The IRD provided the following clarifications on the practical application of the foreign-sourced income exemption (FSIE) regime during the meeting:
(i) Equity interest disposal gains
The IRD clarified whether the gains recognised by an investor entity from the following transactions will be regarded as “equity interest disposal gains” for the purposes of the FSIE regime:
| Type of transaction | Equity interest disposal gain? | Basis of conclusion |
| 1.Liquidation of the investee entity | No | Does not fall within the definition of “sale” as no transfer of shares is involved. |
| 2.Reduction of capital through cancellation of shares | No | Does not fall within the definition of “sale” as the transfer of shares is effected by extinguishing the shares. |
| 3.Redemption of shares | No |
| 4.Reduction of capital through repurchase of shares | It depends | Same as (2) & (3) above if the repurchased shares are cancelled or deemed to be cancelled upon repurchase.
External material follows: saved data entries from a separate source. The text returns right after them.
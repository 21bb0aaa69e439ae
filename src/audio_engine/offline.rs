//! A context factory that needs no audio hardware.
//!
//! The renderer is kept on the test side so tests decide when the "audio callback" runs.

use std::cell::{Cell, RefCell};
use std::rc::Rc;

use crate::audio_engine::context::{AudioContext, ContextFactory, OutputFormat, Renderer};
use crate::audio_engine::errors::EngineError;
use crate::config::EngineConfig;

pub(crate) struct OfflineContextFactory {
    format: OutputFormat,
    failures_left: usize,
    device: OfflineDevice,
}

/// Test-side handle to the renderer of the most recently created context.
#[derive(Clone, Default)]
pub(crate) struct OfflineDevice {
    renderer: Rc<RefCell<Option<Renderer>>>,
    created: Rc<Cell<usize>>,
}

impl OfflineContextFactory {
    pub(crate) fn new(channels: usize, sample_rate: u32) -> (Self, OfflineDevice) {
        Self::failing(0, channels, sample_rate)
    }

    /// Factory whose first `failures` creations report an unsupported platform.
    pub(crate) fn failing(
        failures: usize,
        channels: usize,
        sample_rate: u32,
    ) -> (Self, OfflineDevice) {
        let device = OfflineDevice::default();
        let factory = Self {
            format: OutputFormat {
                channels,
                sample_rate,
            },
            failures_left: failures,
            device: device.clone(),
        };
        (factory, device)
    }
}

impl ContextFactory for OfflineContextFactory {
    fn create(&mut self, config: &EngineConfig) -> Result<AudioContext, EngineError> {
        if self.failures_left > 0 {
            self.failures_left -= 1;
            return Err(EngineError::PlatformUnsupported(
                "offline device unavailable".to_string(),
            ));
        }

        let (context, renderer) = AudioContext::new_pair(self.format, config);
        *self.device.renderer.borrow_mut() = Some(renderer);
        self.device.created.set(self.device.created.get() + 1);
        Ok(context)
    }
}

impl OfflineDevice {
    /// Number of contexts created so far.
    pub(crate) fn created(&self) -> usize {
        self.created.get()
    }

    /// Runs one callback of `frames` frames and returns the interleaved output.
    ///
    /// Returns an empty buffer when no context has been created yet.
    pub(crate) fn render(&self, frames: usize) -> Vec<f32> {
        let mut renderer = self.renderer.borrow_mut();
        let Some(renderer) = renderer.as_mut() else {
            return Vec::new();
        };

        let mut output = vec![0.0; frames * renderer.mixer().channels()];
        renderer.process(&mut output);
        output
    }
}
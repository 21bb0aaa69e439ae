//! In-memory audio fixtures shared by the unit tests.

use std::io::Write;
use std::path::Path;

/// Encodes 16-bit PCM samples as a WAV file.
pub(crate) fn wav_bytes(channels: u16, sample_rate_hz: u32, samples: &[i16]) -> Vec<u8> {
    let bits_per_sample = 16u16;
    let block_align = channels * (bits_per_sample / 8);
    let byte_rate = sample_rate_hz * u32::from(block_align);
    let data_len_bytes = u32::try_from(samples.len() * 2).expect("sample data too large");
    let chunk_size = 36 + data_len_bytes;

    let mut out = Vec::with_capacity(44 + samples.len() * 2);
    out.extend_from_slice(b"RIFF");
    out.extend_from_slice(&chunk_size.to_le_bytes());
    out.extend_from_slice(b"WAVE");

    out.extend_from_slice(b"fmt ");
    out.extend_from_slice(&16u32.to_le_bytes());
    out.extend_from_slice(&1u16.to_le_bytes()); // PCM
    out.extend_from_slice(&channels.to_le_bytes());
    out.extend_from_slice(&sample_rate_hz.to_le_bytes());
    out.extend_from_slice(&byte_rate.to_le_bytes());
    out.extend_from_slice(&block_align.to_le_bytes());
    out.extend_from_slice(&bits_per_sample.to_le_bytes());

    out.extend_from_slice(b"data");
    out.extend_from_slice(&data_len_bytes.to_le_bytes());
    for sample in samples {
        out.extend_from_slice(&sample.to_le_bytes());
    }
    out
}

/// Mono 44.1 kHz silence.
pub(crate) fn silent_wav(frames: usize) -> Vec<u8> {
    wav_bytes(1, 44_100, &vec![0; frames])
}

/// Writes a mono 44.1 kHz WAV file holding `frames` copies of `value`.
pub(crate) fn write_wav(path: &Path, frames: usize, value: i16) {
    let mut file = std::fs::File::create(path).unwrap();
    file.write_all(&wav_bytes(1, 44_100, &vec![value; frames]))
        .unwrap();
}
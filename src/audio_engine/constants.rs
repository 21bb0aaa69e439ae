//! Audio engine configuration constants and limits.

/// Frames per output callback requested from the device (low-latency hint).
pub const OUTPUT_BUFFER_FRAMES: u32 = 512;

/// Capacity of the control and event ring buffers.
pub const MESSAGE_QUEUE_CAPACITY: usize = 1024;

/// Transform size of the analysis node.
pub const FFT_SIZE: usize = 2048;

/// Temporal smoothing applied to analysis magnitudes between snapshots.
pub const SMOOTHING_TIME_CONSTANT: f32 = 0.8;

/// Magnitude (dB) mapped to byte value 0.
pub const MIN_DECIBELS: f32 = -100.0;

/// Magnitude (dB) mapped to byte value 255.
pub const MAX_DECIBELS: f32 = -30.0;

/// Blackman window parameter used by the analysis node.
pub const BLACKMAN_ALPHA: f32 = 0.16;

/// Number of analysis snapshots the tap ring buffer can hold before dropping samples.
pub const TAP_CAPACITY_SNAPSHOTS: usize = 8;

/// Input chunk size handed to the resampler.
pub const RESAMPLER_CHUNK_FRAMES: usize = 1024;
Otherwise, it is a transfer for valuable consideration and thus a “sale” for the FSIE purposes. |
(ii) Received in Hong Kong
The IRD expressed the following views on the interpretation of “received in Hong Kong” at the meeting:
- The act of injecting capital into a foreign subsidiary through subscription of new shares (say using foreign-sourced dividends received) is neither repayment of a sum owed nor fulfilment of a paying obligation. As such, it will not be regarded as satisfaction of a debt incurred in respect of a trade or business in Hong Kong and the foreign-sourced dividends will not be regarded as “received in Hong Kong”.
- However, if an investment holding company in Hong Kong uses the specified foreign-sourced income (FSI) received to purchase shares of the investee entity from its shareholder, rather than from the investee entity as the issuer, the specified FSI used to settle the share purchase costs will be regarded as being used to satisfy a debt in respect of a trade or business in Hong Kong and therefore “received in Hong Kong”.
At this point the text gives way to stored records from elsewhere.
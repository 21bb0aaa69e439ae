//! Front-end input, validated and translated into engine events.
//!
//! Front ends report raw [`InputEvent`]s; [`PadInput`] drops everything that does not target a
//! known pad (unknown keys, auto-repeat, non-audio drops) and turns the rest into
//! [`EngineEvent`]s. [`PadIndicators`] tracks the purely cosmetic "pad is lit" state.

use std::collections::{HashMap, HashSet};
use std::path::{Path, PathBuf};
use std::time::{Duration, Instant};

use crate::catalog::SoundCatalog;
use crate::messages::{EngineEvent, TriggerSource};

/// Raw input as reported by a front end.
#[derive(Debug, Clone, PartialEq, Eq)]
pub enum InputEvent {
    /// A key went down. `repeat` is set for auto-repeat events of a held key.
    KeyDown { key: String, repeat: bool },

    KeyUp { key: String },

    /// A pad was clicked or tapped.
    Click { key: String },

    /// A file was dropped onto a pad.
    FileDropped { key: String, path: PathBuf },

    /// Raw bytes with a reported media type were dropped onto a pad.
    BytesDropped {
        key: String,
        media_type: String,
        bytes: Vec<u8>,
    },

    Quit,
}

/// Guesses a media type from a file extension.
pub fn media_type_for_path(path: &Path) -> &'static str {
    let extension = path
        .extension()
        .and_then(|e| e.to_str())
        .map(str::to_ascii_lowercase);

    match extension.as_deref() {
        Some("wav" | "wave") => "audio/wav",
        Some("mp3") => "audio/mpeg",
        Some("ogg" | "oga") => "audio/ogg",
        Some("flac") => "audio/flac",
        Some("m4a" | "aac" | "mp4") => "audio/aac",
        Some("aif" | "aiff") => "audio/aiff",
        _ => "application/octet-stream",
    }
}

pub fn is_audio_media_type(media_type: &str) -> bool {
    media_type.starts_with("audio/")
}

/// Maps input onto the pads of a catalog.
#[derive(Debug, Clone)]
pub struct PadInput {
    pads: HashSet<String>,
}

impl PadInput {
    pub fn new(catalog: &SoundCatalog) -> Self {
        Self {
            pads: catalog.keys().into_iter().collect(),
        }
    }

    /// The pad addressed by `key`, matched case-insensitively.
    pub fn pad_for(&self, key: &str) -> Option<String> {
        let key = key.to_uppercase();
        self.pads.contains(&key).then_some(key)
    }

    /// Translates one input event. Returns `None` for input that must be ignored.
    pub fn translate(&self, event: InputEvent) -> Option<EngineEvent> {
        match event {
            InputEvent::KeyDown { repeat: true, .. } => None,
            InputEvent::KeyDown { key, repeat: false } => {
                self.pad_for(&key).map(|key| EngineEvent::UserTriggered {
                    key,
                    source: TriggerSource::Keyboard,
                })
            }
            InputEvent::KeyUp { key } => self
                .pad_for(&key)
                .map(|key| EngineEvent::PadReleased { key }),
            InputEvent::Click { key } => self.pad_for(&key).map(|key| EngineEvent::UserTriggered {
                key,
                source: TriggerSource::Pointer,
            }),
            InputEvent::FileDropped { key, path } => {
                let key = self.pad_for(&key)?;
                let media_type = media_type_for_path(&path);
                if !is_audio_media_type(media_type) {
                    log::info!("Ignoring drop of non-audio file {}", path.display());
                    return None;
                }
                Some(EngineEvent::FileDropped {
                    key,
                    path,
                    media_type: media_type.to_string(),
                })
            }
            InputEvent::BytesDropped {
                key,
                media_type,
                bytes,
            } => {
                let key = self.pad_for(&key)?;
                if !is_audio_media_type(&media_type) {
                    log::info!("Ignoring drop of {media_type} onto {key}");
                    return None;
                }
                Some(EngineEvent::DropReceived {
                    key,
                    media_type,
                    bytes,
                })
            }
            InputEvent::Quit => Some(EngineEvent::Shutdown),
        }
    }
}

/// Which pads are currently lit.
///
/// A keyboard press lights its pad until shortly after the key is released; a click lights it
/// for a short flash.
#[derive(Debug, Clone)]
pub struct PadIndicators {
    flash: Duration,
    /// `None` while a key is held, otherwise the moment the pad goes dark.
    active: HashMap<String, Option<Instant>>,
}

impl PadIndicators {
    pub fn new(flash: Duration) -> Self {
        Self {
            flash,
            active: HashMap::new(),
        }
    }

    pub fn press(&mut self, key: &str, source: TriggerSource, now: Instant) {
        match source {
            TriggerSource::Keyboard => {
                self.active.insert(key.to_string(), None);
            }
            TriggerSource::Pointer => {
                let deadline = now + self.flash;
                let entry = self.active.entry(key.to_string()).or_insert(Some(deadline));
                if let Some(current) = entry {
                    *current = (*current).max(deadline);
                }
            }
        }
    }

    pub fn release(&mut self, key: &str, now: Instant) {
        if let Some(deadline) = self.active.get_mut(key) {
            *deadline = Some(now + self.flash);
        }
    }

    /// Drops indicators whose flash has run out.
    pub fn expire(&mut self, now: Instant) {
        self.active
            .retain(|_, deadline| deadline.is_none_or(|d| d > now));
    }

    pub fn is_active(&self, key: &str) -> bool {
        self.active.contains_key(key)
    }
}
- Passive investment holding could amount to “carrying on a business” as case law has established that for a company incorporated for the purposes of making profits for its shareholders, any gainful use of any of its assets will, prima facie, amount to the carrying on of a business.
- If the specified FSI is used to acquire shares of an investee entity which has no nexus with Hong Kong (e.g. it is registered / listed overseas and having no operation or assets in Hong Kong), the shares are regarded as located at overseas and not being “brought into Hong Kong”. In the IRD’s view, shares purchased outside Hong Kong could hardly be considered as being “brought into Hong Kong”.
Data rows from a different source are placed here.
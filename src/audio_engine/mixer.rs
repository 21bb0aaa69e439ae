//! Real-time audio mixer implementation.
//!
//! This module provides the [`RtMixer`] struct which renders the single active
//! [`Voice`](crate::audio_engine::voice::Voice) on the audio thread. It owns exactly one voice
//! slot: starting a voice replaces whatever was in it, so two pads can never sound at once.
//!
//! Every rendered frame is also handed, down-mixed to mono, to an analysis tap. The tap sits
//! upstream of the output connection, so it sees silence when no voice is playing and sees the
//! voice even before the output has been connected.

use cpal::Sample;

use crate::audio_engine::channels::downmix_frame;
use crate::audio_engine::voice::{Voice, VoiceId};

/// Real-time single-voice renderer.
///
/// All operations are allocation free and real-time safe (apart from dropping the last handle to
/// a sample buffer, which the control side normally still holds).
pub struct RtMixer {
    /// Number of output channels.
    channels: usize,

    /// The only voice slot.
    voice: Option<Voice>,

    /// Whether rendered audio reaches the output buffer.
    output_connected: bool,
}

impl RtMixer {
    /// Creates a new RtMixer with the specified number of channels.
    ///
    /// The output starts disconnected; see [`RtMixer::connect_output`].
    pub fn new(channels: usize) -> Self {
        Self {
            channels,
            voice: None,
            output_connected: false,
        }
    }

    /// Routes rendered audio to the output buffer. Repeated calls are no-ops.
    pub fn connect_output(&mut self) {
        self.output_connected = true;
    }

    /// Puts `voice` into the slot.
    ///
    /// Returns the id of the voice that was replaced, if any.
    pub fn start_voice(&mut self, voice: Voice) -> Option<VoiceId> {
        self.voice.replace(voice).map(|previous| previous.id)
    }

    /// Stops the voice with the given id.
    ///
    /// Returns `false` (and leaves the slot alone) when that voice is no longer playing.
    pub fn stop_voice(&mut self, id: VoiceId) -> bool {
        if self.voice.as_ref().is_some_and(|v| v.id == id) {
            self.voice = None;
            return true;
        }
        false
    }

    /// Renders audio frames to the output buffer.
    ///
    /// The output buffer contains interleaved audio samples with `channels` per frame. `tap`
    /// receives one mono sample per output frame.
    ///
    /// Returns the id of the voice that finished during this call.
    pub fn render(&mut self, output: &mut [f32], tap: &mut impl FnMut(f32)) -> Option<VoiceId> {
        output.fill(Sample::EQUILIBRIUM);

        if self.channels == 0 {
            return None;
        }

        let channels = self.channels;
        let frames = output.len() / channels;
        let mut rendered = 0;
        let mut finished = None;

        if let Some(voice) = self.voice.as_mut() {
            if voice.sample.channels != channels {
                finished = Some(voice.id);
            } else {
                let n = voice.remaining_frames().min(frames);
                let start = voice.frame_pos * channels;
                let source = &voice.sample.samples[start..start + n * channels];

                for (i, frame) in source.chunks_exact(channels).enumerate() {
                    tap(downmix_frame(frame));
                    if self.output_connected {
                        output[i * channels..(i + 1) * channels].copy_from_slice(frame);
                    }
                }

                voice.frame_pos += n;
                rendered = n;

                if voice.is_finished() {
                    finished = Some(voice.id);
                }
            }
        }

        if finished.is_some() {
            self.voice = None;
        }

        for _ in rendered..frames {
            tap(0.0);
        }

        finished
    }

    /// The voice currently in the slot.
    pub fn active_voice(&self) -> Option<&Voice> {
        self.voice.as_ref()
    }

    /// Whether rendered audio reaches the output buffer.
    pub fn is_output_connected(&self) -> bool {
        self.output_connected
    }

    /// Gets the number of channels configured for this mixer.
    pub fn channels(&self) -> usize {
        self.channels
    }
}

#[cfg(test)]
mod tests {
    use std::sync::Arc;

    use super::*;
    use crate::messages::SampleBuffer;

    fn create_test_sample(channels: usize, frames: usize, value: f32) -> SampleBuffer {
        let samples = vec![value; channels * frames];
        SampleBuffer {
            channels,
            sample_rate: 44_100,
            samples: Arc::from(samples.into_boxed_slice()),
        }
    }

    fn connected_mixer(channels: usize) -> RtMixer {
        let mut mixer = RtMixer::new(channels);
        mixer.connect_output();
        mixer
    }

    #[test]
    fn test_mixer_creation() {
        let mixer = RtMixer::new(2);
        assert_eq!(mixer.channels(), 2);
        assert!(mixer.active_voice().is_none());
        assert!(!mixer.is_output_connected());
    }

    #[test]
    fn test_render_silence() {
        let mut mixer = connected_mixer(2);
        let mut output = vec![1.0; 200]; // 100 frames of stereo
        let mut tapped = Vec::new();

        let finished = mixer.render(&mut output, &mut |s| tapped.push(s));

        assert!(finished.is_none());
        assert!(output.iter().all(|&s| s == 0.0));
        assert_eq!(tapped.len(), 100);
        assert!(tapped.iter().all(|&s| s == 0.0));
    }

    #[test]
    fn test_render_with_voice() {
        let mut mixer = connected_mixer(2);
        mixer.start_voice(Voice::new(VoiceId(1), create_test_sample(2, 10, 0.5)));

        let mut output = vec![0.0; 20]; // 10 frames of stereo
        mixer.render(&mut output, &mut |_| {});

        assert!(output.iter().all(|&s| s == 0.5));
    }

    #[test]
    fn test_render_disconnected_output_still_taps() {
        let mut mixer = RtMixer::new(1);
        mixer.start_voice(Voice::new(VoiceId(1), create_test_sample(1, 4, 0.25)));

        let mut output = vec![0.0; 4];
        let mut tapped = Vec::new();
        mixer.render(&mut output, &mut |s| tapped.push(s));

        assert!(output.iter().all(|&s| s == 0.0));
        assert_eq!(tapped, vec![0.25; 4]);
    }

    #[test]
    fn test_tap_receives_mono_downmix() {
        let samples = vec![0.2, 0.4, -0.2, -0.4];
        let sample = SampleBuffer {
            channels: 2,
            sample_rate: 44_100,
            samples: Arc::from(samples.into_boxed_slice()),
        };
        let mut mixer = connected_mixer(2);
        mixer.start_voice(Voice::new(VoiceId(1), sample));

        let mut output = vec![0.0; 4];
        let mut tapped = Vec::new();
        mixer.render(&mut output, &mut |s| tapped.push(s));

        assert!((tapped[0] - 0.3).abs() < 1e-6);
        assert!((tapped[1] + 0.3).abs() < 1e-6);
    }

    #[test]
    fn test_voice_plays_once_and_reports_completion() {
        let mut mixer = connected_mixer(1);
        mixer.start_voice(Voice::new(VoiceId(9), create_test_sample(1, 5, 0.5)));

        // Render more frames than the sample contains
        let mut output = vec![0.0; 8];
        let finished = mixer.render(&mut output, &mut |_| {});

        assert_eq!(finished, Some(VoiceId(9)));
        assert_eq!(&output[..5], &[0.5; 5]);
        assert_eq!(&output[5..], &[0.0; 3]);
        assert!(mixer.active_voice().is_none());
    }

    #[test]
    fn test_voice_spans_multiple_callbacks() {
        let mut mixer = connected_mixer(1);
        mixer.start_voice(Voice::new(VoiceId(2), create_test_sample(1, 6, 0.5)));

        let mut output = vec![0.0; 4];
        assert!(mixer.render(&mut output, &mut |_| {}).is_none());
        assert_eq!(mixer.active_voice().map(|v| v.frame_pos), Some(4));

        assert_eq!(mixer.render(&mut output, &mut |_| {}), Some(VoiceId(2)));
        assert_eq!(&output[..2], &[0.5; 2]);
    }

    #[test]
    fn test_start_voice_replaces_previous() {
        let mut mixer = connected_mixer(1);
        assert_eq!(
            mixer.start_voice(Voice::new(VoiceId(1), create_test_sample(1, 10, 0.3))),
            None
        );
        assert_eq!(
            mixer.start_voice(Voice::new(VoiceId(2), create_test_sample(1, 10, 0.2))),
            Some(VoiceId(1))
        );

        let mut output = vec![0.0; 10];
        mixer.render(&mut output, &mut |_| {});

        // Only the newer voice is audible, nothing is summed.
        assert!(output.iter().all(|&s| (s - 0.2).abs() < f32::EPSILON));
    }

    #[test]
    fn test_stop_voice_ignores_stale_id() {
        let mut mixer = connected_mixer(1);
        mixer.start_voice(Voice::new(VoiceId(1), create_test_sample(1, 10, 0.3)));
        mixer.start_voice(Voice::new(VoiceId(2), create_test_sample(1, 10, 0.2)));

        assert!(!mixer.stop_voice(VoiceId(1)));
        assert_eq!(mixer.active_voice().map(|v| v.id), Some(VoiceId(2)));

        assert!(mixer.stop_voice(VoiceId(2)));
        assert!(mixer.active_voice().is_none());
    }

    #[test]
    fn test_wrong_channel_count_finishes_silently() {
        let mut mixer = connected_mixer(2);
        mixer.start_voice(Voice::new(VoiceId(4), create_test_sample(1, 10, 0.5)));

        let mut output = vec![0.0; 20];
        let finished = mixer.render(&mut output, &mut |_| {});

        assert_eq!(finished, Some(VoiceId(4)));
        assert!(output.iter().all(|&s| s == 0.0));
    }
}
- If the specified FSI is used to acquire an intellectual property (IP), the places where the IP was registered or protected, managed, and used (and thereby created a financial benefit to its owner) may be relevant in determining the location of the IP.
KPMG observations:
Based on the above IRD responses, it is not absolutely clear whether the shares of a company incorporated outside Hong Kong or having its share register kept outside Hong Kong but having a nexus with Hong Kong (e.g. with a branch operating in Hong Kong or holding an immovable property in Hong Kong) will be regarded as located in Hong Kong. It also seems that there are no definite rules on determining the location of an IP.
Like Hong Kong, under the revised FSIE regime in Singapore which took effect from 1 January 2024, gains derived by MNE groups from disposal of foreign assets are taxable if they are received or deemed to be received in Singapore, unless certain specified conditions are met.
In the updated e-Tax Guide on Tax Treatment of Gains or Losses from Sale of Foreign Assets issued by the Inland Revenue Authority of Singapore (IRAS) in late December 20242, the IRAS has set out clear rules for different types of assets as to when the assets will be regarded as situated outside Singapore (i.e. being a foreign asset). For example, (i) any shares in or securities issued by a company are situated outside Singapore if the company is incorporated outside Singapore and (ii) an IP right or a licence is situated outside Singapore if the owner of the IP right or licence is resident in a jurisdiction outside Singapore.
To provide greater clarity and certainty to taxpayers, we recommend that the IRD consider setting out clear rules on determining the location of different types of property for the purposes of the FSIE regime.